When I was eleven we moved into the Province’s first housing development for poor people. We were proud. All the same it was still a home of drunkenness and beatings and getting worse as I was disabled and not allowed freedom due to my disability. Even though I was to have been in a wheelchair at five I was eleven and still walking. My family were told I would be by eighteen or twenty. I was not allowed to visit friends unless one of my brothers came, not allowed on the phone and my mother decided who were and were not my friends. Again it was suggested I attend a class for disabled again my mother said no.

My high school years were a little lonely as I had few friends and was expected to stay home and care for my younger brothers and sisters. I would often get spoken to as if I was not a person. My parents would say “Oh this one is going to better than you because they are normal’. It didn’t matter I was a straight A student. I was disabled so therefore a second class person. I learned to sew which I’m not sure was good as it resulted in me having to make all the clothes for my sister’s, mother, and myself. If I balked I would get beaten or told what a useless person was. Further I once told my mother I wanted to be a nurse. She explained to me” Your brother’s will decide what you do when you grow up your disabled and don’t know what your good at” It was during my teen years where it became alright for my brothers to slap and beat me. When I was nineteen my friend and I decided we would share an apartment. I was working as a waitress at that time. I started to buy things for our apartment. When I moved one of my four brothers showed up and beat me severely and told me I had to move home. So he gathered all my belongings and moved me back to my parent’s and there I got another beating.

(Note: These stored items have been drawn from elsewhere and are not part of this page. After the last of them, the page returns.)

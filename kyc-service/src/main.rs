use kyc_service::{
    build_router,
    config::{KycConfig, StoreBackend},
    db,
    services::{notifier, Database, InMemoryStore, LocalStorage, Notifier, RecordStore},
    AppState,
};
use service_core::error::AppError;
use service_core::observability::init_tracing;
use std::sync::Arc;
use tokio::signal;

#[tokio::main]
async fn main() -> Result<(), AppError> {
    // Misconfiguration stops the process before anything binds.
    let config = KycConfig::from_env()?;

    init_tracing(
        &config.service_name,
        &config.log_level,
        config.otlp_endpoint.as_deref(),
    )?;

    kyc_service::services::metrics::init_metrics()?;

    tracing::info!(
        service = %config.service_name,
        version = %config.service_version,
        environment = ?config.environment,
        store = ?config.store.backend,
        "Starting KYC service"
    );

    let store: Arc<dyn RecordStore> = match config.store.backend {
        StoreBackend::Postgres => {
            let pool = db::create_pool(&config.store.database)
                .await
                .map_err(|e| AppError::DatabaseError(anyhow::anyhow!(e)))?;
            db::run_migrations(&pool)
                .await
                .map_err(|e| AppError::DatabaseError(anyhow::anyhow!(e)))?;
            Arc::new(Database::new(pool))
        }
        StoreBackend::Memory => {
            tracing::warn!("Using in-memory record store, data is lost on restart");
            Arc::new(InMemoryStore::new())
        }
    };

    let blobs = LocalStorage::new(&config.storage.upload_root)
        .await
        .map_err(AppError::from)?;
    let notifier: Arc<dyn Notifier> = Arc::from(notifier::from_config(&config.notifier)?);

    let addr = config.common.socket_addr();
    let state = AppState::new(config, store, Arc::new(blobs), notifier)?;
    let app = build_router(state);

    tracing::info!(address = %addr, "Listening");

    let listener = tokio::net::TcpListener::bind(addr).await?;
    axum::serve(listener, app)
        .with_graceful_shutdown(shutdown_signal())
        .await?;

    tracing::info!("Service shutdown complete");
    Ok(())
}

async fn shutdown_signal() {
    let ctrl_c = async {
        if let Err(e) = signal::ctrl_c().await {
            tracing::error!(error = %e, "Failed to listen for Ctrl+C");
            std::future::pending::<()>().await;
        }
    };

    #[cfg(unix)]
    let terminate = async {
        match signal::unix::signal(signal::unix::SignalKind::terminate()) {
            Ok(mut sig) => {
                sig.recv().await;
            }
            Err(e) => {
                tracing::error!(error = %e, "Failed to install SIGTERM handler");
                std::future::pending::<()>().await;
            }
        }
    };

    #[cfg(not(unix))]
    let terminate = std::future::pending::<()>();

    tokio::select! {
        _ = ctrl_c => {},
        _ = terminate => {},
    }

    tracing::info!("Shutdown signal received");
}
use serde::{Deserialize, Serialize};
use utoipa::{IntoParams, ToSchema};
use validator::Validate;

use crate::models::{KycStatus, VerificationDocument};
use crate::services::{DecisionOutcome, ServiceError};

#[derive(Debug, Deserialize, Validate, ToSchema)]
pub struct RejectRequest {
    /// Shown to the document owner. Blank reasons are refused.
    #[validate(length(max = 500, message = "Reason must be at most 500 characters"))]
    #[schema(example = "The ID number is not legible")]
    pub reason: String,
}

#[derive(Debug, Serialize, ToSchema)]
pub struct DocumentListResponse {
    pub documents: Vec<VerificationDocument>,
    pub total: usize,
}

impl From<Vec<VerificationDocument>> for DocumentListResponse {
    fn from(documents: Vec<VerificationDocument>) -> Self {
        Self {
            total: documents.len(),
            documents,
        }
    }
}

#[derive(Debug, Serialize, ToSchema)]
pub struct DecisionResponse {
    pub document: VerificationDocument,
    /// Owner's aggregate status after this decision.
    pub kyc_status: KycStatus,
}

impl From<DecisionOutcome> for DecisionResponse {
    fn from(outcome: DecisionOutcome) -> Self {
        Self {
            document: outcome.document,
            kyc_status: outcome.kyc_status,
        }
    }
}

#[derive(Debug, Deserialize, IntoParams)]
pub struct UserListQuery {
    /// pending, approved or rejected
    pub kyc_status: Option<String>,
}

impl UserListQuery {
    pub fn status(&self) -> Result<Option<KycStatus>, ServiceError> {
        match self.kyc_status.as_deref().map(str::trim) {
            None | Some("") => Ok(None),
            Some(raw) => raw.parse().map(Some).map_err(|_| {
                ServiceError::invalid(
                    "kyc_status",
                    "kyc_status must be pending, approved or rejected",
                )
            }),
        }
    }
}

When I was twenty one I met my husband. I got a beating by my brother for being a whore. However Bob (my husband) was the only man I dated that was not afraid of my brothers or father and would stand up to them and fight if need be. I moved out with him and got married three months later. I then got pregnant. When I was s pregnant I applied for a social work program. I was accepted they phoned my parents and was told that it was unsuitable for me as I was disabled and pregnant so I wouldn’t be interested. So my mother gave them my Brother Patrick’s name and he took the space allocated for me.

 Now my marriage was not entirely what I expected my husband would constantly criticize me and belittle me in front of company and strangers. I was no longer facing physical abuse. I was now being subjected to psychologic and emotional abuse. Nonetheless I had grown used to abuse and decided &*#! them’

– Sylvana

Sylvana  has a Bachelor of Social Work from the University of Manitoba Canada and is an Employment Councillor for Aboriginal People with disability at the Centre for Aboriginal Resource Development Inc. Winnipeg Manitoba.

Sylvana also has volunteered with the following organisations:

  • Co-Chairperson – Aboriginal Disabled Self-Help Group.
  • Member Board of Directors – Society for Manitobans with Disabilities.
  • Volunteer Mediator – Mediation Services.